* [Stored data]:
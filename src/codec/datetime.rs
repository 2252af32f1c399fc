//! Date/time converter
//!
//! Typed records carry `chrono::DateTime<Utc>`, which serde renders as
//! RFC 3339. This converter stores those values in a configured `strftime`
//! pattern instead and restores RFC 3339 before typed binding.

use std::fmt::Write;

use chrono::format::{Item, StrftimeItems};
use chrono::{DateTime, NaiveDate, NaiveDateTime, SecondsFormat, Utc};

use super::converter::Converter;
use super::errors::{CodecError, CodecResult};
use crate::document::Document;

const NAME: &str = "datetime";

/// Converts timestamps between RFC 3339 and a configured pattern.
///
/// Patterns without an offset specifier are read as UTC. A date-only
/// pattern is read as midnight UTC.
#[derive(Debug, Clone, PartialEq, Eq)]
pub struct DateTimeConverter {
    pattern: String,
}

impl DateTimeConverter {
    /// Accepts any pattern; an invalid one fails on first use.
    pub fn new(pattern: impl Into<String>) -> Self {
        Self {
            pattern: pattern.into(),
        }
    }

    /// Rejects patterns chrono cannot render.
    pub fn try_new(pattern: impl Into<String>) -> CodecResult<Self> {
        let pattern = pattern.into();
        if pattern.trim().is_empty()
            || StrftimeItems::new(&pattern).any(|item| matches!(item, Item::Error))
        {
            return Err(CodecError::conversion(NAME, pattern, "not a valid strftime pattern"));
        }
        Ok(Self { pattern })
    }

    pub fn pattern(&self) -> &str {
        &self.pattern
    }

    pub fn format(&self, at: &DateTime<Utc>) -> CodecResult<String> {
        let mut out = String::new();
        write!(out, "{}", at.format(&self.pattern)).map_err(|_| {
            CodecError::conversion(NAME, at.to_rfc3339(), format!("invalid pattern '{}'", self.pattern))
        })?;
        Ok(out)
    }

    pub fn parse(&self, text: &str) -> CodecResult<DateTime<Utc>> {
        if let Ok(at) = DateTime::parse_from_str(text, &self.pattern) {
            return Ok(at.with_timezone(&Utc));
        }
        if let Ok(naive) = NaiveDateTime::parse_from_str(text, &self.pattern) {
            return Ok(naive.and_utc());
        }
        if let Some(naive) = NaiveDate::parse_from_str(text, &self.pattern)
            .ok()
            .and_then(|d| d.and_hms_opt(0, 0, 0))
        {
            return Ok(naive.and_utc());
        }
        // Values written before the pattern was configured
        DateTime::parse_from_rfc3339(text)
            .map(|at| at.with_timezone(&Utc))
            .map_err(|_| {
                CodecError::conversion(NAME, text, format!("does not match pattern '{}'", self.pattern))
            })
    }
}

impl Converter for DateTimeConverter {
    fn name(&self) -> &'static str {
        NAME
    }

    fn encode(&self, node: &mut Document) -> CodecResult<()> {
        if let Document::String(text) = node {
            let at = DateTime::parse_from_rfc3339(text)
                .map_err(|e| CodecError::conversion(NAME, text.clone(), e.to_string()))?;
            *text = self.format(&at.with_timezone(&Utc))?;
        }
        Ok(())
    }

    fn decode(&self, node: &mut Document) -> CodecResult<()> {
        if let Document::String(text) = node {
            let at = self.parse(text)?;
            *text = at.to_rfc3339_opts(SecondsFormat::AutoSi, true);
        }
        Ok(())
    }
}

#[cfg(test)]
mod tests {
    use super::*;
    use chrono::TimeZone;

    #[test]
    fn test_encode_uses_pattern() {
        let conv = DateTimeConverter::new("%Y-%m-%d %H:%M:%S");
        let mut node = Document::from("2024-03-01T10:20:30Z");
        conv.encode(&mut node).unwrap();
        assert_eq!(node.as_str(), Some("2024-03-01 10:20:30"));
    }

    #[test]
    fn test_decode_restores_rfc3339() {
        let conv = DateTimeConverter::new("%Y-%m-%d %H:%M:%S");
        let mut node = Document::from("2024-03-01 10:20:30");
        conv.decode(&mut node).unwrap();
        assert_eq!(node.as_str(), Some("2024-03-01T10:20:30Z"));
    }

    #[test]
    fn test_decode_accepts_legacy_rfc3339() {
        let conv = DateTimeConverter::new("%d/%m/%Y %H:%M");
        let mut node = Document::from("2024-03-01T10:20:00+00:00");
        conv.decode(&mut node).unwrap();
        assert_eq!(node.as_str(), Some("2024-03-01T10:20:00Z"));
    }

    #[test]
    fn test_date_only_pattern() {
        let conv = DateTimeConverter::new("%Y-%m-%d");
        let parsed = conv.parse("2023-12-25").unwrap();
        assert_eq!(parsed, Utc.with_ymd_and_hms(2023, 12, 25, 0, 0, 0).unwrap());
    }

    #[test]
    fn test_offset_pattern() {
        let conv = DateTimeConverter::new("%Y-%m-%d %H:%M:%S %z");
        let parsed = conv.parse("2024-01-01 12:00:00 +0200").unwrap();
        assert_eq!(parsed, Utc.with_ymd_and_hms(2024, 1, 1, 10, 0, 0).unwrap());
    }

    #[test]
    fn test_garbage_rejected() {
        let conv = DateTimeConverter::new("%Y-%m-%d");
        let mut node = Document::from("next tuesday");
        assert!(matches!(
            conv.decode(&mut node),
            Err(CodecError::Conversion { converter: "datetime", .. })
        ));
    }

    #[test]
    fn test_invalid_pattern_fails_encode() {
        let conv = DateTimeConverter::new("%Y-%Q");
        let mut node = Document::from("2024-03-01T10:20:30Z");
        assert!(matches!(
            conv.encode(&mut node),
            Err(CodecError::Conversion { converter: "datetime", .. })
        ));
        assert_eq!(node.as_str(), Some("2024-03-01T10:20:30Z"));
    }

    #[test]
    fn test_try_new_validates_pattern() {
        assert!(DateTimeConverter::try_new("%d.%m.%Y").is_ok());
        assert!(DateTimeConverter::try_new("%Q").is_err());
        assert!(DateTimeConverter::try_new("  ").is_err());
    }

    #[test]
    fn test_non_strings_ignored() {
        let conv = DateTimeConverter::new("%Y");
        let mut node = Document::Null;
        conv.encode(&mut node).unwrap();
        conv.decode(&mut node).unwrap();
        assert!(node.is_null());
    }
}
--
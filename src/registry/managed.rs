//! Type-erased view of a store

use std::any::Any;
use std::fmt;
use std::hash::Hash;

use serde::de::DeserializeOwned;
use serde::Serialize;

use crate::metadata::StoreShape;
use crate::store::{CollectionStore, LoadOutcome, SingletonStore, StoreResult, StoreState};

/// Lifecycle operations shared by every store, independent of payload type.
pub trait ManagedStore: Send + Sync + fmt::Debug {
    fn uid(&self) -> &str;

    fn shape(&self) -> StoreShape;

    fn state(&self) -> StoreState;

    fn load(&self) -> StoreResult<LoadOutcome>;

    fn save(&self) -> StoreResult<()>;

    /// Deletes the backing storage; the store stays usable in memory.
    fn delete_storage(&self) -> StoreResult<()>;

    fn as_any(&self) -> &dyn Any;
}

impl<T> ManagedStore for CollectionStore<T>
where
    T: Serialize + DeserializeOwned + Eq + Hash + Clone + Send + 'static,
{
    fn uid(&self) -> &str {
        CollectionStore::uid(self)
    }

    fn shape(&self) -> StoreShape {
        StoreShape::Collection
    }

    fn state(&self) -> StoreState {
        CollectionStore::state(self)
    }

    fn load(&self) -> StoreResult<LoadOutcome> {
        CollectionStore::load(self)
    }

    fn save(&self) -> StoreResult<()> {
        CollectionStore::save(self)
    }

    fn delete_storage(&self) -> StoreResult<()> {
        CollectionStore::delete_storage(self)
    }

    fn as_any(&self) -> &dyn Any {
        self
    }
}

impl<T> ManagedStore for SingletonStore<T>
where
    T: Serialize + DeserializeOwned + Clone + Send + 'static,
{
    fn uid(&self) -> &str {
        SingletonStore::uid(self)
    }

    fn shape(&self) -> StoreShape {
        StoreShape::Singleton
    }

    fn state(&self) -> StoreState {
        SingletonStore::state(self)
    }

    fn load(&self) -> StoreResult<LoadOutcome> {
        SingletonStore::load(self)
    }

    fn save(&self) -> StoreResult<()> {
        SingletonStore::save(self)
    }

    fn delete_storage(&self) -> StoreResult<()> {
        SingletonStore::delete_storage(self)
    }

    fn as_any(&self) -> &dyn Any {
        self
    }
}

* [TASK DETAILS]:
Report all lines of the data above that include the string "StoreResult".

* [SOLUTION FOR THIS TASK]:
use crate::store::{CollectionStore, LoadOutcome, SingletonStore, StoreResult, StoreState};
    fn load(&self) -> StoreResult<LoadOutcome>;
    fn save(&self) -> StoreResult<()>;
    fn delete_storage(&self) -> StoreResult<()>;
    fn load(&self) -> StoreResult<LoadOutcome> {
    fn save(&self) -> StoreResult<()> {
    fn delete_storage(&self) -> StoreResult<()> {
    fn load(&self) -> StoreResult<LoadOutcome> {
    fn save(&self) -> StoreResult<()> {
    fn delete_storage(&self) -> StoreResult<()> {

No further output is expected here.